Optical and resonance Raman scattering study of two ‘bisazo’ pigments derived from substituted benzene‐2′‐azonaphthols

The UV‐visible (300–800 nm), Raman and resonance Raman (900–1700 cm −1 ) spectra of two bisazo scarlet RN and brown 5R pigments have been investigated in the solid state at 300 K. A detailed analysis of the resonance Raman spectra and excitation profiles of various fundamentals in the 900–1700 cm −1 range is reported through the visible absorption spectrum region: the vibrational assignments confirm that both substituted benzene‐2′‐azonaphthol derivatives are stabilized in their hydroxyazo form; the excitation profiles (EPs) established for many modes in each dye indicate interferences between two overlapping electronic manifolds.
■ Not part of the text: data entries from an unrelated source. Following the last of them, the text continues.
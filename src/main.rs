//! Xiangqi Engine CLI
//!
//! 命令行界面，用于测试搜索引擎
//!
//! 支持两种模式：
//! 1. 单次命令模式：每次执行一个命令
//! 2. Server 模式：长驻进程，通过 stdin/stdout 通信

use clap::{Parser, Subcommand};
use serde::{Deserialize, Serialize};
use std::io::{self, BufRead, Write};
use std::time::Duration;
use xiangqi_engine::{Board, Color, Difficulty, Engine, Evaluator, SearchLimits};

#[derive(Parser)]
#[command(name = "xiangqi-engine")]
#[command(about = "Xiangqi Alpha-Beta Search Engine", long_about = None)]
struct Cli {
    #[command(subcommand)]
    command: Commands,
}

#[derive(Subcommand)]
enum Commands {
    /// 获取合法走法
    Moves {
        /// FEN 字符串
        #[arg(long)]
        fen: String,
    },

    /// 搜索最佳走法
    Best {
        /// FEN 字符串
        #[arg(long)]
        fen: String,

        /// 难度 (novice, beginner, intermediate, advanced, master)
        #[arg(long, default_value = "intermediate")]
        difficulty: String,

        /// 搜索深度（覆盖难度的默认深度）
        #[arg(long)]
        depth: Option<u32>,

        /// 时间限制（秒，覆盖难度的默认限制）
        #[arg(long)]
        time_limit: Option<f64>,

        /// 置换表大小 (MB)
        #[arg(long, default_value = "64")]
        hash: usize,

        /// NNUE 权重文件（缺省用内置权重）
        #[arg(long)]
        weights: Option<std::path::PathBuf>,

        /// JSON 输出
        #[arg(long)]
        json: bool,
    },

    /// 评估局面分数
    Eval {
        /// FEN 字符串
        #[arg(long)]
        fen: String,

        /// JSON 输出
        #[arg(long)]
        json: bool,
    },

    /// 启动 server 模式（stdin/stdout 通信）
    Server {
        /// 置换表大小 (MB)
        #[arg(long, default_value = "128")]
        hash: usize,
    },
}

// Server 模式的请求和响应结构
#[derive(Serialize, Deserialize)]
struct ServerRequest {
    cmd: String,
    #[serde(default)]
    fen: String,
    #[serde(default)]
    difficulty: Option<String>,
    #[serde(default)]
    depth: Option<u32>,
    #[serde(default)]
    time_limit: Option<f64>,
}

#[derive(Serialize, Deserialize, Default)]
struct ServerResponse {
    ok: bool,
    #[serde(skip_serializing_if = "Option::is_none")]
    #[serde(rename = "move")]
    mv: Option<String>,
    #[serde(skip_serializing_if = "Option::is_none")]
    score: Option<i32>,
    #[serde(skip_serializing_if = "Option::is_none")]
    legal_moves: Option<Vec<String>>,
    #[serde(skip_serializing_if = "Option::is_none")]
    depth: Option<u32>,
    #[serde(skip_serializing_if = "Option::is_none")]
    nodes: Option<u64>,
    #[serde(skip_serializing_if = "Option::is_none")]
    nps: Option<f64>,
    #[serde(skip_serializing_if = "Option::is_none")]
    elapsed_ms: Option<f64>,
    #[serde(skip_serializing_if = "Option::is_none")]
    eval: Option<i32>,
    #[serde(skip_serializing_if = "Option::is_none")]
    color: Option<String>,
    #[serde(skip_serializing_if = "Option::is_none")]
    error: Option<String>,
}

impl ServerResponse {
    fn success_best(mv: Option<String>, score: i32, depth: u32, nodes: u64, elapsed_ms: f64) -> Self {
        Self {
            ok: true,
            mv,
            score: Some(score),
            depth: Some(depth),
            nodes: Some(nodes),
            nps: Some(calc_nps(nodes, elapsed_ms / 1000.0)),
            elapsed_ms: Some(elapsed_ms),
            ..Default::default()
        }
    }

    fn success_legal_moves(legal_moves: Vec<String>) -> Self {
        Self {
            ok: true,
            legal_moves: Some(legal_moves),
            ..Default::default()
        }
    }

    fn success_eval(eval: i32, color: Color) -> Self {
        Self {
            ok: true,
            eval: Some(eval),
            color: Some(color_to_str(color).to_string()),
            ..Default::default()
        }
    }

    fn error(msg: &str) -> Self {
        Self {
            ok: false,
            error: Some(msg.to_string()),
            ..Default::default()
        }
    }
}

fn color_to_str(color: Color) -> &'static str {
    if color == Color::Red {
        "red"
    } else {
        "black"
    }
}

fn calc_nps(nodes: u64, elapsed_secs: f64) -> f64 {
    if elapsed_secs > 0.0 {
        nodes as f64 / elapsed_secs
    } else {
        0.0
    }
}

/// 按参数组合出搜索限制：难度给默认值，显式参数覆盖
fn build_limits(
    difficulty: &str,
    depth: Option<u32>,
    time_limit: Option<f64>,
) -> Result<SearchLimits, String> {
    let config = Difficulty::from_name(difficulty)?;
    let mut limits = SearchLimits::depth(depth.unwrap_or(config.depth));
    limits.time_limit = Some(
        time_limit
            .map(Duration::from_secs_f64)
            .unwrap_or(config.time_limit),
    );
    Ok(limits)
}

fn main() {
    env_logger::init();

    let cli = Cli::parse();

    match cli.command {
        Commands::Moves { fen } => match Board::from_fen(&fen) {
            Ok(board) => {
                let moves = board.legal_moves(board.current_turn());
                println!("Legal moves ({}):", moves.len());
                for mv in &moves {
                    println!("  {}", mv);
                }
            }
            Err(e) => {
                eprintln!("Error: {}", e);
                std::process::exit(1);
            }
        },

        Commands::Best {
            fen,
            difficulty,
            depth,
            time_limit,
            hash,
            weights,
            json,
        } => {
            let mut board = match Board::from_fen(&fen) {
                Ok(b) => b,
                Err(e) => {
                    eprintln!("Error: {}", e);
                    std::process::exit(1);
                }
            };
            let limits = match build_limits(&difficulty, depth, time_limit) {
                Ok(l) => l,
                Err(e) => {
                    eprintln!("Error: {}", e);
                    std::process::exit(1);
                }
            };

            let mut engine = match weights {
                Some(path) => Engine::with_evaluator(hash, Evaluator::from_weights_file(&path)),
                None => Engine::new(hash),
            };

            let outcome = engine.search(&mut board, &limits);
            let elapsed = outcome.stats.elapsed.as_secs_f64();
            let nps = calc_nps(outcome.stats.nodes, elapsed);

            if json {
                let response = ServerResponse::success_best(
                    outcome.best_move.map(|m| m.to_string()),
                    outcome.score,
                    outcome.depth,
                    outcome.stats.nodes,
                    elapsed * 1000.0,
                );
                println!("{}", serde_json::to_string_pretty(&response).unwrap());
            } else {
                match outcome.best_move {
                    Some(mv) => println!("Best move: {} (score: {})", mv, outcome.score),
                    None => println!("No legal moves"),
                }
                println!(
                    "\nStats: depth={}, nodes={}, qnodes={}, time={:.3}s, nps={:.0}",
                    outcome.depth, outcome.stats.nodes, outcome.stats.qnodes, elapsed, nps
                );
            }
        }

        Commands::Eval { fen, json } => match Board::from_fen(&fen) {
            Ok(board) => {
                let color = board.current_turn();
                let evaluator = Evaluator::new();
                let score = evaluator.evaluate(&board, color);

                if json {
                    let response = ServerResponse::success_eval(score, color);
                    println!("{}", serde_json::to_string_pretty(&response).unwrap());
                } else {
                    let color_cn = if color == Color::Red { "红方" } else { "黑方" };
                    println!("局面评估 ({} 视角): {}", color_cn, score);
                }
            }
            Err(e) => {
                eprintln!("Error: {}", e);
                std::process::exit(1);
            }
        },

        Commands::Server { hash } => {
            run_server(hash);
        }
    }
}

/// Server 模式主循环
/// 从 stdin 读取 JSON 请求，返回 JSON 响应到 stdout
fn run_server(hash: usize) {
    let stdin = io::stdin();
    let mut stdout = io::stdout();

    // 引擎长驻：置换表和历史启发跨请求复用
    let mut engine = Engine::new(hash);
    let evaluator = Evaluator::new();

    for line in stdin.lock().lines() {
        let line = match line {
            Ok(l) => l,
            Err(_) => break,
        };

        if line.trim().is_empty() {
            continue;
        }

        let request: ServerRequest = match serde_json::from_str(&line) {
            Ok(r) => r,
            Err(e) => {
                let response = ServerResponse::error(&format!("Invalid JSON: {}", e));
                println!("{}", serde_json::to_string(&response).unwrap());
                let _ = stdout.flush();
                continue;
            }
        };

        let response = match request.cmd.as_str() {
            "best" => handle_best_request(&mut engine, &request),
            "moves" => handle_moves_request(&request),
            "eval" => handle_eval_request(&evaluator, &request),
            "clear" => {
                engine.clear();
                ServerResponse {
                    ok: true,
                    ..Default::default()
                }
            }
            "quit" => break,
            _ => ServerResponse::error(&format!("Unknown command: {}", request.cmd)),
        };

        println!("{}", serde_json::to_string(&response).unwrap());
        let _ = stdout.flush();
    }
}

/// 处理 best 命令
fn handle_best_request(engine: &mut Engine, request: &ServerRequest) -> ServerResponse {
    let mut board = match Board::from_fen(&request.fen) {
        Ok(b) => b,
        Err(e) => return ServerResponse::error(&format!("Invalid FEN: {}", e)),
    };

    let difficulty = request.difficulty.as_deref().unwrap_or("intermediate");
    let limits = match build_limits(difficulty, request.depth, request.time_limit) {
        Ok(l) => l,
        Err(e) => return ServerResponse::error(&e),
    };

    let outcome = engine.search(&mut board, &limits);
    ServerResponse::success_best(
        outcome.best_move.map(|m| m.to_string()),
        outcome.score,
        outcome.depth,
        outcome.stats.nodes,
        outcome.stats.elapsed.as_secs_f64() * 1000.0,
    )
}

/// 处理 moves 命令
fn handle_moves_request(request: &ServerRequest) -> ServerResponse {
    match Board::from_fen(&request.fen) {
        Ok(board) => {
            let moves = board
                .legal_moves(board.current_turn())
                .iter()
                .map(|m| m.to_string())
                .collect();
            ServerResponse::success_legal_moves(moves)
        }
        Err(e) => ServerResponse::error(&format!("Invalid FEN: {}", e)),
    }
}

/// 处理 eval 命令（静态评估）
fn handle_eval_request(evaluator: &Evaluator, request: &ServerRequest) -> ServerResponse {
    match Board::from_fen(&request.fen) {
        Ok(board) => {
            let color = board.current_turn();
            ServerResponse::success_eval(evaluator.evaluate(&board, color), color)
        }
        Err(e) => ServerResponse::error(&format!("Invalid FEN: {}", e)),
    }
}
Taking account of multistate interference phenomena and inhomogeneous broadening effects, the observed EPs compare well with the calculated ones under the assumption of weakly displaced harmonic oscillators; this interpretation is supported by the observation of weak overtone and combination bands in the 1700–3000 cm −1 range. Finally, conclusions are drawn about the scattering mechanisms and the nature or degree of mixing of the first electronic excited states, which appear to be quite sensitive to the substituent (Cl or NO 2 ) on the benzene rings. Such information can be helpful for the design and synthesis of new azo dyes with desirable properties.